La situazione, per Cuba, «è complessa», ha detto giorni fa il presidente Raul Castro: a fronte di una bassa crescita – 1% durante il primo semestre, inferiore al necessario – e della drastica diminuzione delle entrate petrolifere provenienti dal Venezuela. Nell’ambito dei nuovi rapporti solidali sud-sud, Caracas ha somministrato per anni all’Avana 105.000 barili di petrolio al giorno a basso costo, prevalentemente pagati con lo scambio di beni o servizi (medici, insegnanti e tecnici). Inoltre, il governo cubano ha potuto disporre delle eccedenze di crudo venezuelano raffinato a Cienfuegos, che ha potuto esportare sul mercato.

Ora, però, il quadro è sensibilmente mutato. La drastica caduta del prezzo del petrolio ha fatto crollare le entrate del Venezuela, che custodisce le prime riserve di petrolio al mondo, e che dedica oltre il 70% dei ricavi ai progetti sociali. Nonostante la crisi, il presidente venezuelano, Nicolas Maduro, ha mantenuto le coperture sociali. Dopo il varo di misure economiche d’emergenza, che puntano a differenziare le possibilità di entrate, in questi giorni ha anzi annunciato di voler ulteriormente aumentare le tutele per la parte meno favorita della popolazione, particolarmente colpita dal sabotaggio economico dei poteri forti e dallo stratosferico aumento dei prezzi imposto dai commercianti a dispetto dei controlli.

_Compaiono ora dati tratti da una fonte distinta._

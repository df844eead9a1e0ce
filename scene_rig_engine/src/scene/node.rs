/// TransformNode: one entry of the scene hierarchy.
///
/// Nodes are owned by the `Scene` arena and referenced by `NodeKey`.
/// Parent/children links are keys, never references, so reparenting and
/// traversal never fight the borrow checker.

use bitflags::bitflags;
use slotmap::new_key_type;
use super::material::MaterialKey;
use super::transform::{Facing, Transform};

new_key_type! {
    /// Stable key of a node stored in a `Scene`
    pub struct NodeKey;
}

bitflags! {
    /// Per-node state flags read by the renderer
    #[derive(Debug, Clone, Copy, PartialEq, Eq, Hash)]
    pub struct NodeFlags: u32 {
        const VISIBLE        = 1 << 0;
        const CAST_SHADOW    = 1 << 1;
        const RECEIVE_SHADOW = 1 << 2;
        /// Debug helper (axes, grid), drawn on top without depth test
        const OVERLAY        = 1 << 3;
    }
}

impl Default for NodeFlags {
    fn default() -> Self {
        NodeFlags::VISIBLE
    }
}

/// Opaque drawable attached to a node.
///
/// `mesh` is a tag the external renderer resolves to geometry; the engine
/// never looks inside it.
#[derive(Debug, Clone, PartialEq)]
pub struct Renderable {
    pub mesh: String,
    pub material: Option<MaterialKey>,
}

impl Renderable {
    pub fn new(mesh: &str, material: Option<MaterialKey>) -> Self {
        Self {
            mesh: mesh.to_string(),
            material,
        }
    }
}

/// A node in the spatial hierarchy.
#[derive(Debug, Clone)]
pub struct TransformNode {
    name: String,
    pub transform: Transform,
    pub flags: NodeFlags,
    pub facing: Facing,
    pub payload: Option<Renderable>,
    pub(crate) parent: Option<NodeKey>,
    pub(crate) children: Vec<NodeKey>,
}

impl TransformNode {
    pub(crate) fn new(name: &str) -> Self {
        Self {
            name: name.to_string(),
            transform: Transform::IDENTITY,
            flags: NodeFlags::default(),
            facing: Facing::PositiveZ,
            payload: None,
            parent: None,
            children: Vec::new(),
        }
    }

    pub fn name(&self) -> &str {
        &self.name
    }

    pub fn parent(&self) -> Option<NodeKey> {
        self.parent
    }

    /// Children in insertion (= render) order
    pub fn children(&self) -> &[NodeKey] {
        &self.children
    }

    pub fn is_visible(&self) -> bool {
        self.flags.contains(NodeFlags::VISIBLE)
    }

    pub fn set_visible(&mut self, visible: bool) {
        self.flags.set(NodeFlags::VISIBLE, visible);
    }

    /// A node without payload only moves its subtree
    pub fn is_pivot(&self) -> bool {
        self.payload.is_none()
    }
}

Il parlamento – dove le destre sono maggioritarie dopo la vittoria elettorale del 6 dicembre – blocca però il flusso delle relazioni commerciali avviate dal 2004 con la costituzione dell’Alba, l’Alleanza bolivariana per i popoli delle nostre Americhe, ideata da Cuba e Venezuela. Per l’opposizione, che ha protestato anche per la decisione di Maduro di inviare aiuti in emergenza ai terremotati dell’Ecuador, si tratta di «spese inutili». Maduro, che ha ricevuto anche di recente il pieno sostegno di Raul Castro di fronte agli attacchi internazionali contro il socialismo bolivariano, vuole continuare a sostenere Cuba. Il ritorno delle forze conservatrici in America latina, però, rende il proposito arduo: l’Argentina è andata a Destra, il Brasile pure e i loro governi, insieme a quello del Paraguay, cercano di estromettere il Venezuela dal Mercosur.

Cuba prova a differenziare i propri partner commerciali. Per non subire ricatti esterni dovrà però «ridurre le spese di ogni tipo e prepararsi a tempi duri», ha detto Raul Castro. E il compito di «aggiornare le riforme» attribuito a Murillo – che per alcuni potrebbe essere il prossimo presidente e per questo sarebbe stato messo al riparo da decisioni scomode – non sarà facile. Tuttavia – ha aggiunto Raul Castro – «siamo preparati, le speculazioni e gli auguri di un imminente collasso della nostra economia saranno scongiurati».